▶ **PROBLEM TO SOLVE**: In the records below, which lines include "crate"? Copy them.

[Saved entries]
◇ ◇ ◇ ◇ ◇
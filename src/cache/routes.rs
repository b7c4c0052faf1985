//! The Cache's HTTP surface: `GET /get`, `POST /put`, `POST /invalidate`, `GET
//! /stats`.
//!
//! Grounded in the teacher's `cache/routes.rs` request dispatch, ported from the
//! teacher's hand-rolled path-segment matching (`CachePath::from`) to axum's typed
//! query extractors, and trimmed of the teacher's store-proxying mode since this
//! system's client reaches the Cache and Store independently (push-on-write populates
//! the cache instead of the cache pulling through to a Store on miss).

use crate::cache::machine::CacheMachine;
use crate::types::PhotoId;
use axum::body::Bytes;
use axum::extract::{Query, State};
use axum::http::StatusCode;
use axum::routing::{get, post};
use axum::{Json, Router};
use serde::{Deserialize, Serialize};
use std::sync::Arc;
use std::time::Duration;

pub fn router(cache: Arc<CacheMachine>) -> Router {
    Router::new()
        .route("/get", get(get_entry))
        .route("/put", post(put_entry))
        .route("/invalidate", post(invalidate))
        .route("/stats", get(stats))
        .with_state(cache)
}

#[derive(Deserialize)]
struct IdQuery {
    id: PhotoId,
}

async fn get_entry(State(cache): State<Arc<CacheMachine>>, Query(q): Query<IdQuery>) -> Result<Bytes, StatusCode> {
    cache.get(q.id).await.ok_or(StatusCode::NOT_FOUND)
}

#[derive(Deserialize)]
struct PutQuery {
    id: PhotoId,
    ttl: Option<u64>,
}

async fn put_entry(State(cache): State<Arc<CacheMachine>>, Query(q): Query<PutQuery>, body: Bytes) -> StatusCode {
    cache.put(q.id, body, q.ttl.map(Duration::from_secs)).await;
    StatusCode::OK
}

async fn invalidate(State(cache): State<Arc<CacheMachine>>, Query(q): Query<IdQuery>) -> StatusCode {
    cache.invalidate(q.id).await;
    StatusCode::OK
}

#[derive(Serialize)]
struct StatsBody {
    used_bytes: u64,
    capacity_bytes: u64,
    num_entries: usize,
}

async fn stats(State(cache): State<Arc<CacheMachine>>) -> Json<StatsBody> {
    let s = cache.stats().await;
    Json(StatsBody {
        used_bytes: s.used_bytes,
        capacity_bytes: s.capacity_bytes,
        num_entries: s.num_entries,
    })
}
◇ ◇ ◇ ◇ ◇
▶ **EXPECTED OUTPUT**:
use crate::cache::machine::CacheMachine;
use crate::types::PhotoId;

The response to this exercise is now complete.